Author:
Hsiung Ming-Chon,Yin Wei-Hsian,Lee Yung-Tsai,Tsao Tien-Ping,Lee Kuo-Chen,Huang Kuan-Chih,Chen Pei-En,Chiang Wei-Hsuan,Tung Tao-Hsin,Wei Jeng
Abstract
Purpose: In this study, transapical transcatheter mitral valve-in-valve implantation (TAMVI) was compared with surgical redo mitral valve replacement (SRMVR) in terms of clinical outcomes.Methods: We retrospectively identified patients with degenerated mitral bioprosthesis or failed annuloplasty rings who underwent redo SRMVR or TAMVI at our medical center. Clinical outcomes were based on echocardiography results.Results: We retrospectively identified patients with symptomatic mitral bioprosthetic valve dysfunction (n = 58) and failed annuloplasty rings (n = 14) who underwent redo SRMVR (n = 36) or TAMVI (n = 36).

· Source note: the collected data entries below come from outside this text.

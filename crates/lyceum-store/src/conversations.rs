//! Grouping of flat message lists into per-counterpart conversations.
//!
//! Everything here is a pure function of its input: the same message list
//! always produces the same groups in the same order.

use std::collections::{BTreeMap, HashSet};

use chrono::NaiveDateTime;
use serde::Serialize;

use lyceum_shared::protocol::Message;
use lyceum_shared::types::UserId;

/// All messages exchanged with one counterpart, oldest first.
#[derive(Debug, Clone, Serialize, PartialEq, Eq)]
pub struct Conversation {
    pub counterpart_id: UserId,
    /// Most recent non-empty name seen for the counterpart. Empty when the
    /// server never supplied one.
    pub counterpart_username: String,
    pub messages: Vec<Message>,
}

impl Conversation {
    /// Timestamp of the newest message.
    pub fn last_activity(&self) -> Option<NaiveDateTime> {
        self.messages.last().map(|m| m.timestamp)
    }

    pub fn len(&self) -> usize {
        self.messages.len()
    }

    pub fn is_empty(&self) -> bool {
        self.messages.is_empty()
    }
}

/// The other party of `message` as seen from `me`: the sender of inbound
/// messages, the receiver of outbound ones.
pub fn counterpart_of(me: UserId, message: &Message) -> UserId {
    if message.sender_id == me {
        message.receiver_id
    } else {
        message.sender_id
    }
}

fn counterpart_name(me: UserId, message: &Message) -> Option<&str> {
    let name = if message.sender_id == me {
        message.receiver_username.as_deref().unwrap_or_default()
    } else {
        message.sender_username.as_str()
    };
    Some(name.trim()).filter(|n| !n.is_empty())
}

/// Group `messages` by counterpart relative to `me`.
///
/// Duplicate message ids keep their first occurrence. Messages inside a
/// group are ordered by `(timestamp, id)`; groups are ordered by most recent
/// activity, ties broken by ascending counterpart id.
pub fn group_conversations(me: UserId, messages: &[Message]) -> Vec<Conversation> {
    let mut seen = HashSet::new();
    let mut groups: BTreeMap<UserId, Vec<Message>> = BTreeMap::new();

    for message in messages {
        if !seen.insert(message.id) {
            continue;
        }
        groups
            .entry(counterpart_of(me, message))
            .or_default()
            .push(message.clone());
    }

    let mut conversations: Vec<Conversation> = groups
        .into_iter()
        .map(|(counterpart_id, mut msgs)| {
            msgs.sort_by_key(|m| (m.timestamp, m.id));
            let counterpart_username = msgs
                .iter()
                .rev()
                .find_map(|m| counterpart_name(me, m))
                .unwrap_or_default()
                .to_string();
            Conversation {
                counterpart_id,
                counterpart_username,
                messages: msgs,
            }
        })
        .collect();

    conversations.sort_by(|a, b| {
        b.last_activity()
            .cmp(&a.last_activity())
            .then(a.counterpart_id.cmp(&b.counterpart_id))
    });
    conversations
}

/// Merge both directions of a two-party exchange into one conversation.
///
/// `outgoing` holds messages `me -> counterpart`, `incoming` the reverse.
/// Messages belonging to neither direction are ignored.
pub fn merge_thread(
    me: UserId,
    counterpart: UserId,
    outgoing: &[Message],
    incoming: &[Message],
) -> Conversation {
    let relevant: Vec<Message> = outgoing
        .iter()
        .chain(incoming)
        .filter(|m| {
            (m.sender_id == me && m.receiver_id == counterpart)
                || (m.sender_id == counterpart && m.receiver_id == me)
        })
        .cloned()
        .collect();

    group_conversations(me, &relevant)
        .into_iter()
        .find(|c| c.counterpart_id == counterpart)
        .unwrap_or(Conversation {
            counterpart_id: counterpart,
            counterpart_username: String::new(),
            messages: Vec::new(),
        })
}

The Society of Thoracic Surgeons Predicted Risk of Mortality scores were higher in the TAMVI group (median: 9.52) than in the SRMVR group (median: 5.59) (p-value = 0.02). TAMVI patients were more severe in New York Heart Association (p-value = 0.04). The total procedure time (skin to skin) and length of stay after procedures were significantly shorter in the TAMVI group, and no significant difference in mortality was noted after adjustment for confounding factors (p-value = 0.11). The overall mean mitral valve pressure gradient was lower in the TAMVI group than in the SRMVR group at 24 months (p < 0.01). Both groups presented a decrease in the severity of mitral and tricuspid regurgitation at 3–24 months.Conclusions: In conclusion, the statistical analysis is still not robust enough to make a claim that TAMVI is an appropriate alternative. The outcome of the patient appears only to be related to the patient's pre-operative STS score. Additional multi-center, longitudinal studies are warranted to adequately assess the effect of TAMVI.